Author: Janet Menzies
Publisher: John Wiley & Sons
From the Inside Flap
For the first time in narrative, here is the true story of the World War II tragedy of the SS City of Benares, which remains to this day the worst ever sea disaster involving British children. More than half of all those on board this ship full of evacuees were lost after the ship was torpedoed by a German U-boat in September 1940. Of ninety very young 'seavacuee' children escaping the bombing in Britain to safety in Canada, seventy-seven died.

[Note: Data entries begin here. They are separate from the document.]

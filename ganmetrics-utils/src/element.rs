/*
 * Copyright (c) Microsoft Corporation.
 * Licensed under the MIT license.
 */

use half::f16;

/// Numeric element types accepted by the metrics.
///
/// All metric arithmetic happens in `f64`. Inputs may arrive in any of the element types
/// commonly produced by feature extractors or stored in embedding files: full and half
/// precision floats as well as byte-quantized values.
///
/// The conversion is exact for every implementing type.
pub trait Element: Copy + std::fmt::Debug + Send + Sync + 'static {
    /// Convert `self` to `f64`.
    fn to_f64(self) -> f64;
}

macro_rules! lossless_impl {
    ($($T:ty),+ $(,)?) => {
        $(
            impl Element for $T {
                #[inline(always)]
                fn to_f64(self) -> f64 {
                    f64::from(self)
                }
            }
        )+
    };
}

lossless_impl!(f32, f64, u8, i8);

impl Element for f16 {
    #[inline(always)]
    fn to_f64(self) -> f64 {
        f16::to_f64(self)
    }
}
/*
 * Copyright (c) Microsoft Corporation.
 * Licensed under the MIT license.
 */

use tracing_subscriber::{EnvFilter, filter::LevelFilter, fmt, prelude::*};

/// Install a subscriber scoped to the calling test thread.
///
/// Records are written through the test writer so they are captured per test. The
/// `RUST_LOG` environment variable is respected; the default level is `debug` so metric
/// entry points are visible when a test fails.
pub fn init_test_subscriber() -> tracing::subscriber::DefaultGuard {
    let fmt_layer = fmt::layer().with_target(true).with_test_writer();

    let filter_layer = EnvFilter::builder()
        .with_default_directive(LevelFilter::DEBUG.into())
        .from_env_lossy();

    tracing_subscriber::registry()
        .with(filter_layer)
        .with(fmt_layer)
        .set_default()
}
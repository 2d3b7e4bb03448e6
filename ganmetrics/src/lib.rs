/*
 * Copyright (c) Microsoft Corporation.
 * Licensed under the MIT license.
 */

pub mod config;
pub mod error;

// Metrics
mod frechet;
mod inception;
mod knn;

pub mod module;

// Top level exports.
pub use error::{MetricError, MetricErrorKind, MetricResult, ShapeError};
pub use frechet::{HostSamples, frechet_inception_distance};
pub use inception::{inception_score, mode_score};
pub use knn::{Confusion, KnnScores, knn_scores};
pub use module::{
    FrechetInceptionDistance, InceptionScore, KnnScoresModule, MetricModule, ModeScore,
};
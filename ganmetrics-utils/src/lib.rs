/*
 * Copyright (c) Microsoft Corporation.
 * Licensed under the MIT license.
 */

mod element;
pub use element::Element;

pub mod tensor;
pub use tensor::{TensorError, TensorView};

// Views
pub mod views;

#[cfg(feature = "testing")]
#[doc(hidden)]
pub mod tracing;
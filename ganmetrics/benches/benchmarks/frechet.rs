/*
 * Copyright (c) Microsoft Corporation.
 * Licensed under the MIT license.
 */

use criterion::{BenchmarkId, Criterion};
use ganmetrics::frechet_inception_distance;
use ganmetrics_utils::views::Matrix;
use rand::{SeedableRng, rngs::StdRng};
use rand_distr::{Distribution, StandardNormal};

pub(crate) fn benchmark_f64(c: &mut Criterion) {
    const NSAMPLES: usize = 1024;

    let mut group = c.benchmark_group("frechet-f64");
    let mut rng = StdRng::seed_from_u64(0xc0ff33);

    for dim in [16, 64, 256] {
        let mut a = Matrix::new(0.0f64, NSAMPLES, dim);
        let mut b = Matrix::new(0.0f64, NSAMPLES, dim);
        a.as_mut_slice()
            .iter_mut()
            .for_each(|x| *x = StandardNormal.sample(&mut rng));
        b.as_mut_slice()
            .iter_mut()
            .for_each(|x| {
                let noise: f64 = StandardNormal.sample(&mut rng);
                *x = 0.5 + noise;
            });

        group.bench_with_input(BenchmarkId::from_parameter(dim), &dim, |f, _| {
            f.iter(|| frechet_inception_distance(&a, &b).unwrap())
        });
    }
}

Those who survived tell stories of towering seas and near-miraculous escapes clinging to rafts and wreckage for nineteen hours before rescue. One group of children managed to keep going for eight days drifting in an open boat in the north Atlantic. In this moving narrative the child survivors tell their story for the first time directly in their own words.
From the Back Cover
"I'm here because of what Bobby did for me. Bobby gave a great gift to me and I shall forever be grateful ... he gave me his lifejacket and he has given me sixty-five years of life which he didn't have." --John Baker, child survivor, of his brother Bobby
"There was nothing for us to do except hang on to this rope. So we were facing each other on the side of the lifeboat with this rope between us. And we never let go of that rope in all the time that followed - which turned out to be nineteen hours in all ... we knew if we did let go, that would be the end of us. The waves were terrible. We were being thrown one way and then dragged back again. Then there would be a huge wave coming right over us. You couldn't see and you would be coughing and spluttering ... next thing you were up in the air and back again ... We were just two schoolgirls fighting the north Atlantic ... There is nothing more lonely than being in mid-Atlantic on a boat upside down ... Nothing alive except us three." --Beth and Bess, child survivors
"It was terrible, you had to fight every minute. My hands were being cut in shreds with these horrible rusty tin canisters. But I was holding on, even though I was only eleven and quite slight, I kept fighting, every minute of fifteen hours in that awful sea - and I know that's why I'm alive today." --Sonia Bechs, child survivor
"He kept diving again and again and bringing back children. And then he dived and we didn't see him again." --Colin Ryder Richardson, child survivor, of Laszlo Raskai, Hungarian journalist and passenger aboard the Benares
"Purvis was one of the crew and he'd been diving in the water over and over again trying to save as many as he could until he was completely exhausted." --Fred Steels, child survivor
"I never knew her name, but I was trying to prop her up out of the water. But she became less and less conscious and I found it more and more difficult to hold her head up. Then somebody just said, 'that lady's dead, let her go'." --Colin Ryder Richardson
About the Author
Janet Menzies is a freelance journalist and winner of IPC magazine writer of the year 2005. She is a former woman's editor of the Daily Express and was a columnist with the Daily Mail, as well as working for Hello! and for The Daily Telegraph. She has written three previous books. She was educated at the Universities of Cambridge and Bath Spa.